Western Civilization is the bee’s knees, but it’s a lot more fragile than we realize (a point I will be making more and more in this space as it is in the wheelhouse of my next book). Again, unlike the Nazis, the Communists, and countless other evil movements, the Islamic State doesn’t hide its barbarism and doesn’t deny its horror. It broadcasts them to the world as a recruiting tool. And it works!
Sure, terrifying your enemies with atrocities is a very, very old tactic. But it’s been rare in the civilized world for a while now. And, when combined with the digital revolution and social media, this is uncharted territory.
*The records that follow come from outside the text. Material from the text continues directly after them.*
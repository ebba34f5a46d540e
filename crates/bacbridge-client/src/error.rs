use bacbridge_core::ParseError;
use thiserror::Error;

#[derive(Debug, Error)]
pub enum BridgeError {
    #[error("request timed out")]
    Timeout,
    #[error("network error: {0}")]
    Network(String),
    #[error("remote device rejected the request: {0}")]
    Remote(String),
    #[error("{0} is not supported by the BACnet layer")]
    Unsupported(&'static str),
    #[error("a subscription context with this process identifier already exists")]
    ExistingContext,
    #[error("object list of device {0} is empty")]
    EmptyObjectList(u32),
    #[error("point addressing incomplete")]
    AddressingIncomplete,
    #[error("point {0} unavailable")]
    PointUnavailable(String),
    #[error("value `{value}` cannot be written to {point}")]
    InvalidValue { point: String, value: String },
    #[error("invalid identifier: {0}")]
    Parse(#[from] ParseError),
    #[error("configuration error: {0}")]
    Config(String),
    #[error("operation cancelled")]
    Cancelled,
}

impl BridgeError {
    /// The BACnet layer lacks a capability; retrying will not help.
    pub fn is_capability_absence(&self) -> bool {
        matches!(self, Self::Unsupported(_))
    }

    /// Failures that may succeed on a later attempt.
    pub fn is_transient(&self) -> bool {
        matches!(
            self,
            Self::Timeout | Self::Network(_) | Self::Remote(_) | Self::ExistingContext
        )
    }
}

impl From<tokio::time::error::Elapsed> for BridgeError {
    fn from(_: tokio::time::error::Elapsed) -> Self {
        Self::Timeout
    }
}
//! In-process notification bus keyed by topic strings.
//!
//! Each topic owns a broadcast channel created on first use. Publishing to a
//! topic nobody listens on is not an error.

use std::collections::HashMap;
use std::sync::{Mutex, PoisonError};
use tokio::sync::broadcast;

const CHANNEL_CAPACITY: usize = 64;

/// Prefix shared by every topic this crate publishes.
pub const DOMAIN: &str = "bacbridge";

/// Payload delivered to topic subscribers.
#[derive(Debug, Clone, PartialEq, Eq)]
pub enum Signal {
    /// Cached points of a device changed.
    PointsChanged { device_id: String },
    /// Cached diagnostics of a device changed.
    DiagnosticsChanged { device_id: String },
    /// COV subscriptions of a device should be re-registered.
    Resubscribe { device_id: String },
    /// A device should be located again by targeted discovery.
    RescanRequested { instance: u32 },
    /// An I-Am was processed for a device.
    DeviceAnnounced { instance: u32, address: String },
}

#[derive(Debug, Default)]
pub struct SignalBus {
    channels: Mutex<HashMap<String, broadcast::Sender<Signal>>>,
}

impl SignalBus {
    pub fn new() -> Self {
        Self::default()
    }

    /// Publishes `signal` on `topic`, returning how many subscribers got it.
    pub fn publish(&self, topic: &str, signal: Signal) -> usize {
        let sender = {
            let channels = self.channels.lock().unwrap_or_else(PoisonError::into_inner);
            channels.get(topic).cloned()
        };
        let delivered = sender.map_or(0, |sender| sender.send(signal).unwrap_or(0));
        log::trace!("signal on {topic} reached {delivered} subscriber(s)");
        delivered
    }

    pub fn subscribe(&self, topic: &str) -> broadcast::Receiver<Signal> {
        let mut channels = self.channels.lock().unwrap_or_else(PoisonError::into_inner);
        channels
            .entry(topic.to_string())
            .or_insert_with(|| broadcast::channel(CHANNEL_CAPACITY).0)
            .subscribe()
    }

    /// Drops channels without subscribers.
    pub fn prune(&self) {
        let mut channels = self.channels.lock().unwrap_or_else(PoisonError::into_inner);
        channels.retain(|_, sender| sender.receiver_count() > 0);
    }
}

/// Device id used in cache keys and topics: `client_<instance>`.
pub fn device_id(instance: u32) -> String {
    format!("client_{instance}")
}

pub mod topics {
    use super::DOMAIN;

    pub fn points(entry_id: &str, device_id: &str) -> String {
        format!("{DOMAIN}_client_points_{entry_id}_{device_id}")
    }

    pub fn entry_points(entry_id: &str) -> String {
        format!("{DOMAIN}_client_points_{entry_id}")
    }

    pub fn diagnostics(entry_id: &str, device_id: &str) -> String {
        format!("{DOMAIN}_client_diag_{entry_id}_{device_id}")
    }

    pub fn cov(entry_id: &str, device_id: &str) -> String {
        format!("{DOMAIN}_client_cov_{entry_id}_{device_id}")
    }

    pub fn rescan(entry_id: &str) -> String {
        format!("{DOMAIN}_client_rescan_{entry_id}")
    }

    pub fn i_am(entry_id: &str) -> String {
        format!("{DOMAIN}_i_am_{entry_id}")
    }
}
While beheading Christians and selling little girls into slavery turns off a majority of the world, including a majority of Muslims, it turns on a lot of people all the same. One such person is Mohammed Emwazi, a.k.a. Jihadi John. Now, ever since Mohammed Atta and his band of losers attacked us on 9/11, we’ve been talking about why relatively affluent and educated young men, many born and raised in the West (remember Johnny Taliban?), enlist in radical jihad. There’s lots of interesting things to be said about all that. But what interests me right now is a single, simple point. The appeal of modernity, democracy, and the liberal order isn’t nearly as powerful as we sometimes take for granted. Going by conventional reason and morality, it’s a no-brainer; even the oppressed and impoverished have a better deal in the West than they would with the Islamic State. And yet, the opportunity to slaughter innocent people, destroy priceless artifacts, rape little girls, set dudes on fire, crucify Christians, fight fellow Muslims and/or maybe die horribly in the effort speaks to something deep within them. The claim that these recruits are just criminals looking for an excuse is sand-poundingly stupid. If all they wanted was an excuse for criminality, they don’t need to fly to Syria for that. They can rob people outside their own homes. They want something more, something outside our extended order, something evil.